= Sipra Bose =

Sipra Bose (9 November 1945 – 22 April 2008) was a noted singer in the Hindustani classical music tradition from Kolkata, India.

== Works ==
She is noted for her rendering of light classical (Ragpradhan) songs in Bengali. Some of her notable songs in Classical are BINI SUTOY GANTHA MALA, ASI BOLE KANO, MON NA CHAILE, GANE GANE KEA GHUM, PRIYO TOMO KHOLO, JAO BHULE E ABHIMAN, JAMUNA KI BOLTE PARE etc . Latest hit albums like SUR SMARANE & BINI SUTOY GANTHA MALA.

She is more famous and popular and remembered by Bengali people because of her Bengali Modern Song . All the songs made a hit in that time and they are still remembered and sung by various artists in various programs. Some of her notable songs like AMARO BADOLO DIN, MONER DUAR KHULE KEA, BHALO BESHE BATHA SOHIBO, AHA MON KAMUN, O BASHI JANE, AHA KEA RANGO KORE GALO, E BHANGA BASANTA BELAY, AMAR SADA RONG TA NAO, OGO RIDHOY RATAN, KACHE ASAR MOTO, AMAR KOBAR MORON, SONO KOTHA AJI RATE, BATHA KICHU CHILO NA, AMI SUNECHI TAR CHARANDHANI etc are still remembered today.

She started her musical training under Chinmoy Lahiri, and was introduced into the Thumri and Ghazal of the Lucknow gharana under Begum Akhtar. She also worked with Naina Devi of the Benaras gharana and Pandit Ravi Shankar.

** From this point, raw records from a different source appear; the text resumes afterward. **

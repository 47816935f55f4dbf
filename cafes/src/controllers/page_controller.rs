use axum::extract::State;
use axum::response::{Html, Response};
use axum::routing::get;
use axum::Router;
use cafe_core::health::health_response;
use cafe_core::HttpError;
use minijinja::context;

use crate::state::AppState;
use crate::store::CafeStore;
use crate::views::Views;

pub fn routes() -> Router<AppState> {
    Router::new()
        .route("/about", get(about))
        .route("/contact", get(contact))
        .route("/health", get(health))
}

async fn about(State(views): State<Views>) -> Result<Html<String>, HttpError> {
    views.render("about.html", context! {})
}

async fn contact(State(views): State<Views>) -> Result<Html<String>, HttpError> {
    views.render("contact.html", context! {})
}

/// JSON liveness report; 503 when the database does not answer.
async fn health(State(store): State<CafeStore>) -> Response {
    health_response(&store).await
}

Her ghazal renditions, especially her enunciation of Urdu, has been noted by critics. She is also remembered in Odisha for singing some memorable Oriya movie songs and duets.

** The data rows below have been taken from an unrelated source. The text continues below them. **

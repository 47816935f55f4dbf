//! Catalog pages: list, show, create, edit and delete cafes.

use std::collections::BTreeMap;

use axum::extract::{Path, State};
use axum::response::{Html, IntoResponse, Redirect, Response};
use axum::routing::get;
use axum::{Form, Router};
use cafe_core::{FieldErrors, HttpError};
use cafe_data::DataError;
use minijinja::context;

use crate::forms::{CafeForm, FIELD_LABELS};
use crate::state::AppState;
use crate::store::CafeStore;
use crate::views::Views;

/// Text inputs, in the order the form shows them. Checkboxes follow.
const TEXT_FIELDS: &[&str] = &["name", "map_url", "img_url", "location", "seats", "coffee_price"];
const CHECK_FIELDS: &[&str] = &["has_sockets", "has_toilet", "has_wifi", "can_take_calls"];

const NEW_ACTION: &str = "/new-cafe";

pub fn routes() -> Router<AppState> {
    Router::new()
        .route("/", get(list))
        .route("/show_cafe/{id}", get(show))
        .route("/new-cafe", get(new_form).post(create))
        .route("/edit-cafe/{id}", get(edit_form).post(update))
        .route("/delete/{id}", get(delete).post(delete))
}

/// Path ids are integers; anything else names no cafe.
fn parse_id(raw: &str) -> Result<i64, HttpError> {
    raw.parse()
        .map_err(|_| HttpError::NotFound(format!("No cafe with id {raw}")))
}

fn show_location(id: i64) -> String {
    format!("/show_cafe/{id}")
}

fn render_form(
    views: &Views,
    form: &CafeForm,
    errors: &FieldErrors,
    action: &str,
    is_edit: bool,
) -> Result<Html<String>, HttpError> {
    let labels: BTreeMap<&str, &str> = FIELD_LABELS.iter().copied().collect();
    views.render(
        "make-cafe.html",
        context! {
            form => form,
            errors => errors.by_field(),
            labels => labels,
            text_fields => TEXT_FIELDS,
            check_fields => CHECK_FIELDS,
            action => action,
            is_edit => is_edit,
        },
    )
}

async fn list(
    State(store): State<CafeStore>,
    State(views): State<Views>,
) -> Result<Html<String>, HttpError> {
    let cafes = store.list_all().await?;
    views.render("index.html", context! { all_coffees => cafes })
}

async fn show(
    State(store): State<CafeStore>,
    State(views): State<Views>,
    Path(raw): Path<String>,
) -> Result<Html<String>, HttpError> {
    let cafe = store.get(parse_id(&raw)?).await?;
    views.render("cafe.html", context! { cafe => cafe })
}

async fn new_form(State(views): State<Views>) -> Result<Html<String>, HttpError> {
    render_form(&views, &CafeForm::default(), &FieldErrors::new(), NEW_ACTION, false)
}

async fn create(
    State(store): State<CafeStore>,
    State(views): State<Views>,
    Form(form): Form<CafeForm>,
) -> Result<Response, HttpError> {
    let draft = match form.bind() {
        Ok(draft) => draft,
        Err(errors) => {
            tracing::debug!(errors = errors.len(), "new cafe rejected");
            return Ok(render_form(&views, &form, &errors, NEW_ACTION, false)?.into_response());
        }
    };

    match store.create(&draft).await {
        Ok(cafe) => Ok(Redirect::to(&show_location(cafe.id)).into_response()),
        Err(DataError::UniqueViolation { field }) if field == "name" => {
            Ok(render_form(&views, &form, &CafeForm::name_taken(), NEW_ACTION, false)?.into_response())
        }
        Err(e) => Err(e.into()),
    }
}

async fn edit_form(
    State(store): State<CafeStore>,
    State(views): State<Views>,
    Path(raw): Path<String>,
) -> Result<Html<String>, HttpError> {
    let id = parse_id(&raw)?;
    let cafe = store.get(id).await?;
    render_form(
        &views,
        &CafeForm::from(&cafe),
        &FieldErrors::new(),
        &format!("/edit-cafe/{id}"),
        true,
    )
}

async fn update(
    State(store): State<CafeStore>,
    State(views): State<Views>,
    Path(raw): Path<String>,
    Form(form): Form<CafeForm>,
) -> Result<Response, HttpError> {
    let id = parse_id(&raw)?;
    // Unknown id is a 404 even when the submission is invalid.
    store.get(id).await?;
    let action = format!("/edit-cafe/{id}");

    let draft = match form.bind() {
        Ok(draft) => draft,
        Err(errors) => {
            tracing::debug!(cafe_id = id, errors = errors.len(), "cafe edit rejected");
            return Ok(render_form(&views, &form, &errors, &action, true)?.into_response());
        }
    };

    match store.update(id, &draft).await {
        Ok(_) => Ok(Redirect::to(&show_location(id)).into_response()),
        Err(DataError::UniqueViolation { field }) if field == "name" => {
            Ok(render_form(&views, &form, &CafeForm::name_taken(), &action, true)?.into_response())
        }
        Err(e) => Err(e.into()),
    }
}

async fn delete(
    State(store): State<CafeStore>,
    Path(raw): Path<String>,
) -> Result<Redirect, HttpError> {
    store.delete(parse_id(&raw)?).await?;
    Ok(Redirect::to("/"))
}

She was rare traditional compositions talim continued under Naina Devi of the Benaras gharana.

She enlightened many famous singers like Trisha Parui with her unique singing style.

== Death ==
She died from a heart attack in Kolkata on 22 April 2008. Her husband is Gobindo Bose, a noted Tabla player. They have two sons and one daughter. Their son, Somnath Bose is also a tabla player, and their daughter, Shubhangi Bose has worked in the music industry too. Their son Shivraj Bose is a business man and is the only sibling with a daughter, Ambika Bose who is pursuing law.